Economic Globalisation, the Economy Downturn and the Real Truth

The following article was first posted on 16th March 2009.

"Globalisation" has been the in thing for establishment economists and dumb politicians for years. According to them it is largely responsible for our so-called prosperity over the last 50 years. They are in a state of shock that the recession has hit in spite of the massive globalisation that has taken place. But let's cut away the rubbish and have a look at how things really are.

Economic globalisation and the economy downturn are almost like two sides of the same coin. So how is it most people are unable to see it that way? How many people can actually say they know anything at all about "globalisation"? It exists in the public mind as only a hazy idea, even a good one, for, so it is thought, it is the reason why we can buy all those mouth-watering, must-have gadgets in their colourful packaging for such low prices.

Here in the UK, and I know in most other western counties as well, we have in our shops and showrooms cars, TVs, electronic gadgets and household goods that have been manufactured for the most part in the far east. Certainly nearly all the manufactured goods you can buy are made somewhere overseas. Why should this be?

Because these manufactured goods are cheap. They have undercut our own manufactured goods for so long that all the factories that used to make these goods have had to close down. The men and women formerly employed in these factories have either become part of the long-term unemployed, funded by the tax payer, or have had to become shelf stackers at a supermarket, or take up other, non-wealth-producing roles in order to survive.

And all because of "globalisation", which has made it possible for multi-national corporations to switch production from western countries, with their higher labour costs, to places like the far east, where the labour force works long hours and is prepared to accept wages that we in the west could never live on. Take China, for example. Their workers are happy to be paid the equivalent of $50 or so a week, often less, and the Chinese government is happy to have a healthy trade surplus and comparatively full employment.

But with these cheap consumer goods comes a fatal side-effect. Anyone with a couple of brain cells to rub together knows that we really should be making these products ourselves. After all, we in the west for the most part produced the technology and the genius that led to the invention and development of these electronic marvels in the first place. So it's only right that our own country and our own people should benefit from the profits they earn. But under "globalisation" this doesn't happen.

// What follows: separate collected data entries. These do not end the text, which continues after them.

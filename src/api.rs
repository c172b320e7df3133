use async_trait::async_trait;
use reqwest::{
    multipart::{Form, Part},
    Method,
};
use serde_json::json;

use crate::{
    client::{HttpClient, RequestOptions},
    error::{ApiError, ApiResult},
    models::{
        Ad, AdForm, AdSettings, AdSettingsPatch, AdStatus, BlacklistCheck, BlacklistDomain,
        ClickEvent, ClickStatRow, Created, DailyStats, DataEnvelope, Overview, Paged,
        RandomPairResponse, VisitorStatRow, VisitorSummary,
    },
    query::{AdFilter, ClickStatsQuery, DateRange, VisitorStatsQuery},
};

const NO_QUERY: &[(&str, &str)] = &[];

// ── Seams ──────────────────────────────────────────────────────────────────

/// Backend calls made by the ad delivery controller on a host page.
#[async_trait]
pub trait DeliveryApi: Send + Sync {
    /// Absolute URL for a server-relative asset path.
    fn asset_url(&self, path: &str) -> String;

    async fn random_pair(&self, domain: Option<&str>) -> ApiResult<RandomPairResponse>;

    async fn record_page_view(&self) -> ApiResult<()>;

    async fn record_click(&self, ad_id: i64, domain: &str) -> ApiResult<()>;
}

/// Backend calls made by the admin screens.
#[async_trait]
pub trait AdminApi: Send + Sync {
    async fn list_ads(&self, filter: &AdFilter) -> ApiResult<Vec<Ad>>;

    async fn create_ad(&self, form: &AdForm) -> ApiResult<Created>;

    async fn update_ad(&self, id: i64, form: &AdForm) -> ApiResult<()>;

    async fn set_ad_status(&self, id: i64, status: AdStatus) -> ApiResult<()>;

    async fn set_ad_x_redirect(&self, id: i64, enabled: bool) -> ApiResult<()>;

    async fn delete_ad(&self, id: i64) -> ApiResult<()>;

    async fn ad_settings(&self) -> ApiResult<AdSettings>;

    async fn patch_ad_settings(&self, patch: &AdSettingsPatch) -> ApiResult<()>;

    async fn clicks_by_domain_ip(&self, query: &ClickStatsQuery) -> ApiResult<Paged<ClickStatRow>>;

    async fn visitors_by_domain_ip(
        &self,
        query: &VisitorStatsQuery,
    ) -> ApiResult<Paged<VisitorStatRow, VisitorSummary>>;

    async fn overview(&self) -> ApiResult<Overview>;

    async fn daily_stats(&self, range: &DateRange) -> ApiResult<DailyStats>;

    async fn blacklist(&self) -> ApiResult<Vec<BlacklistDomain>>;

    async fn add_to_blacklist(&self, domain: &str) -> ApiResult<()>;

    async fn remove_from_blacklist(&self, id: i64) -> ApiResult<()>;

    async fn check_blacklist(&self, domain: &str) -> ApiResult<BlacklistCheck>;
}

// ── REST implementation ────────────────────────────────────────────────────

/// Both API seams over the ads backend's REST endpoints.
#[derive(Clone, Debug)]
pub struct RestClient {
    http: HttpClient,
}

impl RestClient {
    pub fn new(http: HttpClient) -> Self {
        Self { http }
    }

    pub fn http(&self) -> &HttpClient {
        &self.http
    }
}

/// Build the multipart body shared by create and edit.
fn ad_form_body(form: &AdForm) -> Form {
    let mut body = Form::new()
        .text("link", form.link.trim().to_owned())
        .text("is_main", form.kind.is_main().to_string())
        .text("x_redirect_enabled", form.x_redirect_enabled.to_string());

    if let Some(image) = &form.image {
        let part = Part::bytes(image.bytes.clone()).file_name(image.file_name.clone());
        body = body.part("file", part);
    }

    body
}

/// Client-side checks run before any upload is attempted.
pub fn validate_ad_form(form: &AdForm, creating: bool) -> ApiResult<()> {
    let link = form.link.trim();
    if link.is_empty() {
        return Err(ApiError::Invalid("Ad link must not be empty.".into()));
    }
    if !link.starts_with("http://") && !link.starts_with("https://") {
        return Err(ApiError::Invalid(
            "Ad link must start with http:// or https://".into(),
        ));
    }
    if creating && form.image.is_none() {
        return Err(ApiError::Invalid("An image is required for a new ad.".into()));
    }
    Ok(())
}

#[async_trait]
impl DeliveryApi for RestClient {
    fn asset_url(&self, path: &str) -> String {
        self.http.url(path)
    }

    async fn random_pair(&self, domain: Option<&str>) -> ApiResult<RandomPairResponse> {
        let query: Vec<(&str, &str)> = domain.map(|d| vec![("domain", d)]).unwrap_or_default();
        self.http
            .get_json("/ads/random_pair", &query, &RequestOptions::silent())
            .await
    }

    async fn record_page_view(&self) -> ApiResult<()> {
        self.http
            .call_json(
                Method::POST,
                "/events/page_view",
                &json!({}),
                &RequestOptions::silent(),
            )
            .await
    }

    async fn record_click(&self, ad_id: i64, domain: &str) -> ApiResult<()> {
        self.http
            .call_json(
                Method::POST,
                "/events/click",
                &ClickEvent { ad_id, domain },
                &RequestOptions::silent(),
            )
            .await
    }
}

#[async_trait]
impl AdminApi for RestClient {
    async fn list_ads(&self, filter: &AdFilter) -> ApiResult<Vec<Ad>> {
        let envelope: DataEnvelope<Ad> = self
            .http
            .get_json("/ads", &filter.to_query(), &RequestOptions::keyed("ads"))
            .await?;
        Ok(envelope.data)
    }

    async fn create_ad(&self, form: &AdForm) -> ApiResult<Created> {
        validate_ad_form(form, true)?;
        let builder = self
            .http
            .request(Method::POST, "/ads/upload")
            .multipart(ad_form_body(form));
        self.http
            .send_json(builder, &RequestOptions::keyed("ads"))
            .await
    }

    async fn update_ad(&self, id: i64, form: &AdForm) -> ApiResult<()> {
        validate_ad_form(form, false)?;
        let builder = self
            .http
            .request(Method::PUT, &format!("/ads/{id}"))
            .multipart(ad_form_body(form));
        self.http
            .send(builder, &RequestOptions::keyed("ads"))
            .await
            .map(drop)
    }

    async fn set_ad_status(&self, id: i64, status: AdStatus) -> ApiResult<()> {
        self.http
            .call_json(
                Method::PATCH,
                &format!("/ads/{id}/status"),
                &json!({ "status": status }),
                &RequestOptions::keyed("ads"),
            )
            .await
    }

    async fn set_ad_x_redirect(&self, id: i64, enabled: bool) -> ApiResult<()> {
        self.http
            .call_json(
                Method::PATCH,
                &format!("/ads/{id}/x_redirect"),
                &json!({ "enabled": enabled }),
                &RequestOptions::keyed("ads"),
            )
            .await
    }

    async fn delete_ad(&self, id: i64) -> ApiResult<()> {
        let builder = self.http.request(Method::DELETE, &format!("/ads/{id}"));
        self.http
            .send(builder, &RequestOptions::keyed("ads"))
            .await
            .map(drop)
    }

    async fn ad_settings(&self) -> ApiResult<AdSettings> {
        self.http
            .get_json("/ads/settings", NO_QUERY, &RequestOptions::keyed("settings"))
            .await
    }

    async fn patch_ad_settings(&self, patch: &AdSettingsPatch) -> ApiResult<()> {
        self.http
            .call_json(
                Method::PATCH,
                "/ads/settings",
                patch,
                &RequestOptions::keyed("settings"),
            )
            .await
    }

    async fn clicks_by_domain_ip(&self, query: &ClickStatsQuery) -> ApiResult<Paged<ClickStatRow>> {
        self.http
            .get_json(
                "/stats/clicks/by_domain_ip",
                query,
                &RequestOptions::keyed("stats"),
            )
            .await
    }

    async fn visitors_by_domain_ip(
        &self,
        query: &VisitorStatsQuery,
    ) -> ApiResult<Paged<VisitorStatRow, VisitorSummary>> {
        self.http
            .get_json(
                "/stats/visitors/by_domain_ip",
                query,
                &RequestOptions::keyed("stats"),
            )
            .await
    }

    async fn overview(&self) -> ApiResult<Overview> {
        self.http
            .get_json("/stats/overview", NO_QUERY, &RequestOptions::keyed("traffic"))
            .await
    }

    async fn daily_stats(&self, range: &DateRange) -> ApiResult<DailyStats> {
        self.http
            .get_json("/stats/daily", range, &RequestOptions::keyed("traffic"))
            .await
    }

    async fn blacklist(&self) -> ApiResult<Vec<BlacklistDomain>> {
        let envelope: DataEnvelope<BlacklistDomain> = self
            .http
            .get_json("/domains/blacklist", NO_QUERY, &RequestOptions::keyed("domains"))
            .await?;
        Ok(envelope.data)
    }

    async fn add_to_blacklist(&self, domain: &str) -> ApiResult<()> {
        let domain = domain.trim();
        if domain.is_empty() {
            return Err(ApiError::Invalid("Domain must not be empty.".into()));
        }
        self.http
            .call_json(
                Method::POST,
                "/domains/blacklist",
                &json!({ "domain": domain }),
                &RequestOptions::keyed("domains"),
            )
            .await
    }

    async fn remove_from_blacklist(&self, id: i64) -> ApiResult<()> {
        let builder = self
            .http
            .request(Method::DELETE, &format!("/domains/blacklist/{id}"));
        self.http
            .send(builder, &RequestOptions::keyed("domains"))
            .await
            .map(drop)
    }

    async fn check_blacklist(&self, domain: &str) -> ApiResult<BlacklistCheck> {
        self.http
            .get_json(
                "/domains/blacklist/check",
                &[("domain", domain.trim())],
                &RequestOptions::keyed("domains"),
            )
            .await
    }
}

#[cfg(test)]
mod tests {
    use super::*;
    use crate::models::{AdKind, ImageFile};

    fn form(link: &str, image: bool) -> AdForm {
        AdForm {
            link: link.into(),
            kind: AdKind::Main,
            x_redirect_enabled: true,
            image: image.then(|| ImageFile {
                file_name: "a.png".into(),
                bytes: vec![0x89, 0x50],
            }),
        }
    }

    #[test]
    fn create_requires_link_and_image() {
        assert!(validate_ad_form(&form("", true), true).is_err());
        assert!(validate_ad_form(&form("ftp://x", true), true).is_err());
        assert!(validate_ad_form(&form("https://x.example", false), true).is_err());
        assert!(validate_ad_form(&form("https://x.example", true), true).is_ok());
    }

    #[test]
    fn edit_allows_missing_image() {
        assert!(validate_ad_form(&form(" https://x.example ", false), false).is_ok());
    }
}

Instead, the manufacturing rights of every invention, every new development, either belong to a multinational corporation, through its research and development programme, or are purchased from the original inventor. The goods are then produced in a far eastern country while we in the west are saddled with high unemployment and all the social problems that go with it.

Meanwhile, we carry on purchasing most of the goods we need from overseas. How long can we go on indulging in this lunacy before we as a nation run out of foreign exchange to pay for them?

This has actually already happened. Both Great Britain and the United States are effectively bankrupt, unable to repay their foreign loans if repayment were demanded. This is probably the main reason why China, for example, as the leading creditor country of both countries, will never demand repayment. If it did, both the UK and the USA would be forced to default.

This would lead to a massive devaluation of the pound and the dollar to render them worth only a fraction of their previous value. And this would be disastrous to China, whose foreign reserves consist mostly of these two currencies and whose economy therefore depends on the present charade continuing ad infinitum.

Already the recession has impacted this arrangement. Spiraling unemployment in the west has led to a collapse in demand for consumer goods, and this in turn has led to a sharp rise in unemployment in the far east including China.

Economic globalisation, long held dear by establishment economists and ignorant politicians, is proving to be a disaster for every country. It's the modern-day equivalent of "free trade", which caused so much suffering to the working classes of western countries throughout the nineteenth and twentieth centuries. It embraces the "free movement of labour" and the "free movement of capital" that are policies enshrined in the treaties of international bodies such as the corrupt, so-called "European Union".

What these fine-sounding slogans really mean is that huge, international manufacturing corporations responsible for producing everything from cars and computers to essential medical and technical equipment, and everything in between, are free to slash their labour costs by moving production to the far east ("free movement of capital") and if the poor, wretched working people of the west find they are subsequently out of work, why, they can move around the globe until they find a job ("free movement of labour"), provided they will accept the lowest wages being paid anywhere.

The collapse in manufacturing capacity that this process has brought about in western countries may have benefited the "Superclass" of David Rothkopf's book, who undoubtedly own and control most of the world's wealth, including its productive capacity. But it has been disastrous for individual nations, including the ordinary working folk. The cost is not just financial, but social as well, as unemployed youngsters with no future turn to drugs and crime,
encouraged to do this as they are by insanely liberal criminal laws.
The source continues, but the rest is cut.